An estimate of asthma prevalence in Africa: a systematic analysis
AuthorAdeloye, D; Chan, KY; Rudan, I; Campbell, H
Source TitleCroatian Medical Journal
University of Melbourne Author/sChan, Kit Yee
AffiliationMelbourne School of Population and Global Health
Document TypeJournal Article
CitationsAdeloye, D., Chan, K. Y., Rudan, I. & Campbell, H. (2013). An estimate of asthma prevalence in Africa: a systematic analysis. CROATIAN MEDICAL JOURNAL, 54 (6), pp.519-531. https://doi.org/10.3325/cmj.2013.54.519.
Access StatusOpen Access
AIM: To estimate and compare asthma prevalence in Africa in 1990, 2000, and 2010 in order to provide information that will help inform the planning of the public health response to the disease.
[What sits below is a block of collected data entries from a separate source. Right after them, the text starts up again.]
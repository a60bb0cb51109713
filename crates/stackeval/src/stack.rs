//! a stack instance: its nodes and the scope its expressions are evaluated in
use crate::addrs::{
    AbsInputVariable, AbsLocalValue, AbsOutputValue, AbsStackCall, StackInstance,
};
use crate::config::StackConfig;
use crate::diagnostics::{Diagnostic, Diagnostics};
use crate::engine::Main;
use crate::eval::Evaluable;
use crate::expr::{ExpressionScope, Reference};
use crate::input_variable::InputVariable;
use crate::local_value::LocalValue;
use crate::output_value::OutputValue;
use crate::phase::EvalPhase;
use crate::promising::Canceled;
use crate::stack_call::StackCall;
use crate::types::Type;
use crate::value::Value;
use indexmap::IndexMap;
use std::sync::Arc;

#[derive(Debug)]
pub struct Stack {
    addr: StackInstance,
    config: Arc<StackConfig>,
    input_variables: IndexMap<String, Arc<InputVariable>>,
    local_values: IndexMap<String, Arc<LocalValue>>,
    output_values: IndexMap<String, Arc<OutputValue>>,
    stack_calls: IndexMap<String, Arc<StackCall>>,
}

impl Stack {
    pub fn new(addr: StackInstance, config: Arc<StackConfig>) -> Self {
        let input_variables = config
            .input_variables
            .iter()
            .map(|(name, decl)| {
                let node_addr = AbsInputVariable::new(addr.clone(), name.clone());
                let node = InputVariable::new(node_addr, Arc::clone(decl));
                (name.clone(), Arc::new(node))
            })
            .collect();
        let local_values = config
            .local_values
            .iter()
            .map(|(name, decl)| {
                let node_addr = AbsLocalValue::new(addr.clone(), name.clone());
                let node = LocalValue::new(node_addr, Arc::clone(decl));
                (name.clone(), Arc::new(node))
            })
            .collect();
        let output_values = config
            .output_values
            .keys()
            .map(|name| {
                let node_addr = AbsOutputValue::new(addr.clone(), name.clone());
                (name.clone(), Arc::new(OutputValue::new(node_addr)))
            })
            .collect();
        let stack_calls = config
            .embedded_stacks
            .iter()
            .map(|(name, decl)| {
                let node_addr = AbsStackCall::new(addr.clone(), name.clone());
                let node = StackCall::new(node_addr, Arc::clone(decl));
                (name.clone(), Arc::new(node))
            })
            .collect();

        Self {
            addr,
            config,
            input_variables,
            local_values,
            output_values,
            stack_calls,
        }
    }

    pub fn addr(&self) -> &StackInstance {
        &self.addr
    }

    pub fn config(&self) -> &Arc<StackConfig> {
        &self.config
    }

    pub fn input_variable(&self, name: &str) -> Option<Arc<InputVariable>> {
        self.input_variables.get(name).cloned()
    }

    pub fn local_value(&self, name: &str) -> Option<Arc<LocalValue>> {
        self.local_values.get(name).cloned()
    }

    pub fn output_value(&self, name: &str) -> Option<Arc<OutputValue>> {
        self.output_values.get(name).cloned()
    }

    pub fn stack_call(&self, name: &str) -> Option<Arc<StackCall>> {
        self.stack_calls.get(name).cloned()
    }

    pub fn input_variables(&self) -> impl Iterator<Item = &Arc<InputVariable>> {
        self.input_variables.values()
    }

    pub fn local_values(&self) -> impl Iterator<Item = &Arc<LocalValue>> {
        self.local_values.values()
    }

    pub fn output_values(&self) -> impl Iterator<Item = &Arc<OutputValue>> {
        self.output_values.values()
    }

    pub fn stack_calls(&self) -> impl Iterator<Item = &Arc<StackCall>> {
        self.stack_calls.values()
    }

    /// All output values of this instance as one object
    pub async fn output_values_object(
        &self,
        main: &Main,
        phase: EvalPhase,
    ) -> Result<Value, Canceled> {
        let mut outputs = IndexMap::new();
        for (name, output) in &self.output_values {
            outputs.insert(name.clone(), output.value(main, phase).await?);
        }
        Ok(Value::Object(outputs))
    }
}

/// `count.index` used where no instance key is in scope
pub(crate) fn count_index_unavailable() -> Diagnostic {
    Diagnostic::error(
        "Reference to \"count\" in non-counted context",
        "The \"count\" object can only be used in the inputs of a stack block with the \"count\" argument set.",
    )
}

fn undeclared(summary: &str, detail: String) -> Diagnostics {
    Diagnostic::error(summary, detail).into()
}

#[async_trait::async_trait]
impl ExpressionScope for Stack {
    async fn resolve_reference(
        &self,
        main: &Main,
        reference: &Reference,
        phase: EvalPhase,
    ) -> Result<(Value, Diagnostics), Canceled> {
        let placeholder = Value::Unknown(Type::Dynamic);

        let resolved = match reference {
            Reference::InputVariable(name) => match self.input_variables.get(name) {
                Some(node) => node.value(main, phase).await?,
                None => {
                    let detail = format!("There is no variable {name:?} block declared in this stack.");
                    return Ok((placeholder, undeclared("Reference to undeclared input variable", detail)));
                }
            },
            Reference::LocalValue(name) => match self.local_values.get(name) {
                Some(node) => node.value(main, phase).await?,
                None => {
                    let detail = format!("There is no local value named {name:?}.");
                    return Ok((placeholder, undeclared("Reference to undeclared local value", detail)));
                }
            },
            Reference::StackCall(name) => match self.stack_calls.get(name) {
                Some(node) => node.value(main, phase).await?,
                None => {
                    let detail = format!("There is no stack {name:?} block declared in this stack.");
                    return Ok((placeholder, undeclared("Reference to undeclared embedded stack", detail)));
                }
            },
            Reference::CountIndex => return Ok((placeholder, count_index_unavailable().into())),
        };

        Ok((resolved, Diagnostics::new()))
    }
}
METHODS: We conducted a systematic search of Medline, EMBASE, and Global Health for studies on asthma published between 1990 and 2012. We included cross-sectional population based studies providing numerical estimates on the prevalence of asthma. We calculated weighted mean prevalence and applied an epidemiological model linking age with the prevalence of asthma. The UN population figures for Africa for 1990, 2000, and 2010 were used to estimate the cases of asthma, each for the respective year. RESULTS: Our search returned 790 studies. We retained 45 studies that met our selection criteria. In Africa in 1990, we estimated 34.1 million asthma cases (12.1%; 95% confidence interval [CI] 7.2-16.9) among children <15 years, 64.9 million (11.8%; 95% CI 7.9-15.8) among people aged <45 years, and 74.4 million (11.7%; 95% CI 8.2-15.3) in the total population. In 2000, we estimated 41.3 million cases (12.9%; 95% CI 8.7-17.0) among children <15 years, 82.4 million (12.5%; 95% CI 5.9-19.1) among people aged <45 years, and 94.8 million (12.0%; 95% CI 5.0-18.8) in the total population. This increased to 49.7 million (13.9%; 95% CI 9.6-18.3) among children <15 years, 102.9 million (13.8%; 95% CI 6.2-21.4) among people aged <45 years, and 119.3 million (12.8%; 95% CI 8.2-17.1) in the total population in 2010. There were no significant differences between asthma prevalence in studies which ascertained cases by written and video questionnaires. Crude prevalences of asthma were, however, consistently higher among urban than rural dwellers. CONCLUSION: Our findings suggest an increasing prevalence of asthma in Africa over the past two decades. Due to the paucity of data, we believe that the true prevalence of asthma may still be under-estimated. There is a need for national governments in Africa to consider the implications of this increasing disease burden and to investigate the relative importance of underlying risk factors such as rising urbanization and population aging in their policy and health planning responses to this challenge.